Sodium-glucose cotransporter 2 inhibitors in heart failure with reduced or preserved ejection fraction: A meta-analysis
ESC Heart Failure Feb 09, 2022
In heart failure patients, cardiovascular death and heart failure hospitalization are reduced by treatment with sodium-glucose cotransporter 2 (SGLT2) inhibitors. This is true irrespective of left ventricular ejection fraction (LVEF) status in these patients.
In this meta-analysis of large (≥1,000 patients) randomized controlled trials from MEDLINE and EMBASE, the included studies assessed the impacts of SGLT2 inhibitors vs placebo in the setting of heart failure until September 2021.

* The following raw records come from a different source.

//! Replays JSON lifecycle plans against the in-memory reference store.
//!
//! A plan names a tenant, a default location, and an ordered list of steps.
//! Steps run one after another against a fresh [`MemoryVolumeStore`]; the
//! report records what each step did and the inventory left behind.
//!
//! Store-assigned handles are not known when a plan is written, so creating
//! steps may `bind` their result to a label that later steps reference as
//! `@label`.

use std::collections::BTreeMap;

use camino::Utf8Path;
use cap_std::{ambient_authority, fs_utf8::Dir};
use serde::{Deserialize, Serialize};
use thiserror::Error;
use tracing::{debug, info};

use crate::identifier::ResourceId;
use crate::store::{MemoryVolumeStore, StoreError};
use crate::volume::{
    AttachOptions, DetachOptions, Snapshot, SnapshotOptions, Volume, VolumeManager, VolumeOptions,
};

/// Prefix marking a reference to a bound label.
pub const REFERENCE_PREFIX: char = '@';

/// A lifecycle plan.
#[derive(Clone, Debug, Eq, PartialEq, Serialize, Deserialize)]
pub struct ReplayPlan {
    /// Tenant owning the replayed store.
    pub tenant: String,
    /// Location used when a step names none.
    pub default_location: String,
    /// Steps, applied in order.
    #[serde(default)]
    pub steps: Vec<PlanStep>,
}

/// One lifecycle operation in a plan.
#[derive(Clone, Debug, Eq, PartialEq, Serialize, Deserialize)]
#[serde(tag = "op", rename_all = "snake_case")]
pub enum PlanStep {
    /// Creates a volume.
    CreateVolume {
        /// Volume name.
        name: String,
        /// Creation options.
        options: VolumeOptions,
        /// Label the new handle is bound to.
        #[serde(default)]
        bind: Option<String>,
    },
    /// Attaches a volume to a node.
    AttachVolume {
        /// Volume handle or reference.
        volume: String,
        /// Node handle.
        node: String,
        /// Device path.
        device: String,
    },
    /// Detaches a volume.
    DetachVolume {
        /// Volume handle or reference.
        volume: String,
        /// Attachment selection.
        #[serde(default)]
        options: DetachOptions,
    },
    /// Removes a volume.
    RemoveVolume {
        /// Volume handle or reference.
        volume: String,
    },
    /// Snapshots a volume.
    CreateSnapshot {
        /// Volume handle or reference.
        volume: String,
        /// Snapshot name.
        #[serde(default)]
        name: Option<String>,
        /// Label the new handle is bound to.
        #[serde(default)]
        bind: Option<String>,
    },
    /// Deletes a snapshot.
    DeleteSnapshot {
        /// Snapshot handle or reference.
        snapshot: String,
    },
}

impl PlanStep {
    /// Operation name, as written in plans.
    #[must_use]
    pub const fn op(&self) -> &'static str {
        match self {
            Self::CreateVolume { .. } => "create_volume",
            Self::AttachVolume { .. } => "attach_volume",
            Self::DetachVolume { .. } => "detach_volume",
            Self::RemoveVolume { .. } => "remove_volume",
            Self::CreateSnapshot { .. } => "create_snapshot",
            Self::DeleteSnapshot { .. } => "delete_snapshot",
        }
    }
}

/// What one step did.
#[derive(Clone, Debug, Eq, PartialEq, Serialize)]
pub struct StepReport {
    /// Zero-based position in the plan.
    pub index: usize,
    /// Operation name.
    pub op: &'static str,
    /// Whether the store changed. `false` marks a negative outcome such as
    /// a missing volume.
    pub changed: bool,
    /// Handle of the created resource, for creating steps that succeeded.
    #[serde(skip_serializing_if = "Option::is_none")]
    pub id: Option<ResourceId>,
}

/// Outcome of a replay.
#[derive(Clone, Debug, PartialEq, Serialize)]
pub struct ReplayReport {
    /// Tenant the plan ran for.
    pub tenant: String,
    /// Per-step outcomes, in plan order.
    pub steps: Vec<StepReport>,
    /// Volumes left in the store.
    pub volumes: Vec<Volume>,
    /// Snapshots left in the store.
    pub snapshots: Vec<Snapshot>,
}

/// Errors raised while loading or replaying a plan.
#[derive(Clone, Debug, Error, Eq, PartialEq)]
pub enum ReplayError {
    /// Raised when the plan file cannot be read.
    #[error("failed to read plan {path}: {message}")]
    Read {
        /// Plan path.
        path: String,
        /// Underlying I/O error.
        message: String,
    },
    /// Raised when the plan is not valid JSON for a plan.
    #[error("failed to parse plan: {0}")]
    Parse(String),
    /// Raised when a step references a label no earlier step bound.
    #[error("step {step}: unbound reference '{reference}'")]
    UnboundReference {
        /// Zero-based step index.
        step: usize,
        /// Reference as written.
        reference: String,
    },
    /// Raised when the store rejects a step.
    #[error("step {step}: {source}")]
    Store {
        /// Zero-based step index.
        step: usize,
        /// Store failure.
        #[source]
        source: StoreError,
    },
}

impl ReplayPlan {
    /// Parses a plan from JSON text.
    ///
    /// # Errors
    ///
    /// Returns [`ReplayError::Parse`] when the text is not a valid plan.
    pub fn from_json(text: &str) -> Result<Self, ReplayError> {
        serde_json::from_str(text).map_err(|err| ReplayError::Parse(err.to_string()))
    }

    /// Reads and parses the plan at `path`.
    ///
    /// # Errors
    ///
    /// Returns [`ReplayError::Read`] when the file cannot be read and
    /// [`ReplayError::Parse`] when its contents are not a valid plan.
    pub fn read(path: &Utf8Path) -> Result<Self, ReplayError> {
        let read_error = |err: std::io::Error| ReplayError::Read {
            path: path.to_string(),
            message: err.to_string(),
        };
        let parent = match path.parent() {
            Some(dir) if !dir.as_str().is_empty() => dir,
            _ => Utf8Path::new("."),
        };
        let file_name = path.file_name().ok_or_else(|| ReplayError::Read {
            path: path.to_string(),
            message: String::from("path has no file name"),
        })?;
        let dir = Dir::open_ambient_dir(parent, ambient_authority()).map_err(read_error)?;
        let text = dir.read_to_string(file_name).map_err(read_error)?;
        Self::from_json(&text)
    }

    /// Applies every step to a fresh store and reports the result.
    ///
    /// # Errors
    ///
    /// Returns [`ReplayError::Store`] when the store rejects a step and
    /// [`ReplayError::UnboundReference`] when a step names an unknown label.
    /// Steps after the failing one are not applied.
    pub async fn run(&self) -> Result<ReplayReport, ReplayError> {
        let store = MemoryVolumeStore::new(self.tenant.as_str(), self.default_location.as_str());
        let mut replayer = Replayer {
            store: &store,
            bindings: BTreeMap::new(),
        };
        let mut steps = Vec::with_capacity(self.steps.len());
        for (index, step) in self.steps.iter().enumerate() {
            let report = replayer.apply(index, step).await?;
            debug!(index, op = report.op, changed = report.changed, "step applied");
            steps.push(report);
        }

        let volumes = store.list_volumes().await.map_err(|source| ReplayError::Store {
            step: self.steps.len(),
            source,
        })?;
        let snapshots = store
            .list_snapshots()
            .await
            .map_err(|source| ReplayError::Store {
                step: self.steps.len(),
                source,
            })?;
        info!(
            tenant = %self.tenant,
            steps = steps.len(),
            volumes = volumes.len(),
            snapshots = snapshots.len(),
            "plan replayed"
        );
        Ok(ReplayReport {
            tenant: self.tenant.clone(),
            steps,
            volumes,
            snapshots,
        })
    }
}

struct Replayer<'a> {
    store: &'a MemoryVolumeStore,
    bindings: BTreeMap<String, String>,
}

impl Replayer<'_> {
    fn resolve(&self, index: usize, handle: &str) -> Result<String, ReplayError> {
        let Some(label) = handle.strip_prefix(REFERENCE_PREFIX) else {
            return Ok(handle.to_owned());
        };
        self.bindings
            .get(label)
            .cloned()
            .ok_or_else(|| ReplayError::UnboundReference {
                step: index,
                reference: handle.to_owned(),
            })
    }

    fn bind(&mut self, label: Option<&String>, id: Option<&ResourceId>) {
        if let (Some(name), Some(handle)) = (label, id) {
            self.bindings.insert(name.clone(), handle.to_string());
        }
    }

    async fn apply(&mut self, index: usize, step: &PlanStep) -> Result<StepReport, ReplayError> {
        let store_error = |source| ReplayError::Store {
            step: index,
            source,
        };
        let (changed, id) = match step {
            PlanStep::CreateVolume {
                name,
                options,
                bind,
            } => {
                let resolved = self.resolve_snapshot_source(index, options)?;
                let created = self
                    .store
                    .create_volume(name, &resolved)
                    .await
                    .map_err(store_error)?
                    .map(|volume| volume.id);
                self.bind(bind.as_ref(), created.as_ref());
                (created.is_some(), created)
            }
            PlanStep::AttachVolume {
                volume,
                node,
                device,
            } => {
                let volume_id = self.resolve(index, volume)?;
                let attached = self
                    .store
                    .attach_volume(&volume_id, node, &AttachOptions::device(device.as_str()))
                    .await
                    .map_err(store_error)?;
                (attached, None)
            }
            PlanStep::DetachVolume { volume, options } => {
                let volume_id = self.resolve(index, volume)?;
                let detached = self
                    .store
                    .detach_volume(&volume_id, options)
                    .await
                    .map_err(store_error)?;
                (detached, None)
            }
            PlanStep::RemoveVolume { volume } => {
                let volume_id = self.resolve(index, volume)?;
                let removed = self
                    .store
                    .remove_volume(&volume_id)
                    .await
                    .map_err(store_error)?;
                (removed, None)
            }
            PlanStep::CreateSnapshot { volume, name, bind } => {
                let volume_id = self.resolve(index, volume)?;
                let options = SnapshotOptions { name: name.clone() };
                let created = self
                    .store
                    .create_snapshot(&volume_id, &options)
                    .await
                    .map_err(store_error)?
                    .map(|snapshot| snapshot.id);
                self.bind(bind.as_ref(), created.as_ref());
                (created.is_some(), created)
            }
            PlanStep::DeleteSnapshot { snapshot } => {
                let snapshot_id = self.resolve(index, snapshot)?;
                let deleted = self
                    .store
                    .delete_snapshot(&snapshot_id)
                    .await
                    .map_err(store_error)?;
                (deleted, None)
            }
        };
        Ok(StepReport {
            index,
            op: step.op(),
            changed,
            id,
        })
    }

    fn resolve_snapshot_source(
        &self,
        index: usize,
        options: &VolumeOptions,
    ) -> Result<VolumeOptions, ReplayError> {
        let mut resolved = options.clone();
        if let VolumeOptions::Zonal(zonal) = &mut resolved {
            zonal.snapshot_id = zonal
                .snapshot_id
                .as_deref()
                .map(|source| self.resolve(index, source))
                .transpose()?;
        }
        Ok(resolved)
    }
}

#[cfg(test)]
mod tests {
    use rstest::rstest;

    use super::*;

    const PLAN: &str = r#"{
        "tenant": "acme",
        "default_location": "dc-1",
        "steps": [
            {"op": "create_volume", "name": "data",
             "options": {"kind": "basic", "size_gb": 10}, "bind": "data"},
            {"op": "attach_volume", "volume": "@data", "node": "dc-1/node-a", "device": "/dev/vdb"},
            {"op": "create_snapshot", "volume": "@data", "name": "nightly", "bind": "nightly"},
            {"op": "detach_volume", "volume": "@data"},
            {"op": "create_volume", "name": "copy",
             "options": {"kind": "zonal", "availability_zone": "dc-1a", "snapshot_id": "@nightly"}},
            {"op": "remove_volume", "volume": "@data"},
            {"op": "delete_snapshot", "snapshot": "@nightly"},
            {"op": "delete_snapshot", "snapshot": "@nightly"}
        ]
    }"#;

    #[rstest]
    #[tokio::test]
    async fn replays_full_plan() {
        let plan = ReplayPlan::from_json(PLAN).expect("parse plan");
        let report = plan.run().await.expect("replay");

        let changed: Vec<bool> = report.steps.iter().map(|step| step.changed).collect();
        assert_eq!(
            changed,
            vec![true, true, true, true, true, true, true, false]
        );
        assert_eq!(report.volumes.len(), 1);
        let copy = report.volumes.first().expect("restored volume");
        assert_eq!(copy.name.as_deref(), Some("copy"));
        assert_eq!(copy.size_gb, Some(10.0));
        assert!(report.snapshots.is_empty());
        assert_eq!(
            report.steps.first().and_then(|step| step.id.as_ref()).map(ToString::to_string),
            Some(String::from("dc-1/1"))
        );
    }

    #[rstest]
    #[tokio::test]
    async fn unbound_reference_stops_replay() {
        let plan = ReplayPlan::from_json(
            r#"{"tenant": "t", "default_location": "dc-1",
                "steps": [{"op": "remove_volume", "volume": "@ghost"}]}"#,
        )
        .expect("parse plan");
        let err = plan.run().await.expect_err("unbound");
        assert_eq!(
            err,
            ReplayError::UnboundReference {
                step: 0,
                reference: String::from("@ghost"),
            }
        );
    }

    #[rstest]
    #[tokio::test]
    async fn store_rejection_names_the_step() {
        let plan = ReplayPlan::from_json(
            r#"{"tenant": "t", "default_location": "dc-1", "steps": [
                {"op": "create_volume", "name": "v", "options": {"kind": "basic", "size_gb": 1}},
                {"op": "attach_volume", "volume": "dc-1/1", "node": "dc-2/node", "device": "/dev/vdb"}
            ]}"#,
        )
        .expect("parse plan");
        let err = plan.run().await.expect_err("cross-location attach");
        assert!(matches!(err, ReplayError::Store { step: 1, .. }), "{err}");
    }

    #[rstest]
    #[case("not json")]
    #[case(r#"{"tenant": "t", "default_location": "dc-1", "steps": [{"op": "explode"}]}"#)]
    #[case(r#"{"default_location": "dc-1"}"#)]
    fn malformed_plans_fail_to_parse(#[case] text: &str) {
        let err = ReplayPlan::from_json(text).expect_err("malformed");
        assert!(matches!(err, ReplayError::Parse(_)), "{err}");
    }
}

Four randomized controlled trials (DAPA HF, EMPEROR-Preserved, EMPEROR-Reduced, and SOLOIST-WHF) were analyzed (n = 15,684).
A significant decrease in the composite of cardiovascular death and heart failure hospitalization (hazard ratio HR: 0.76) was achieved with SGLT2 inhibitors.
This was found to be consistent in sub-groups of cases with LVEF ≤40% (n = 9,199, HR: 0.74) and LVEF >40% (n = 6,482, HR: 0.78), as well as in sub-groups of patients with and without diabetes mellitus at baseline.
A significant decrease in cardiovascular death (HR: 0.87) and total heart failure hospitalization (risk ratio: 0.71) was observed in relation to treatment with SGLT2 inhibitors; although a potential trend towards decreased all-cause death was observed with SGLT2 inhibitors, there was no statistically significant difference (HR: 0.91).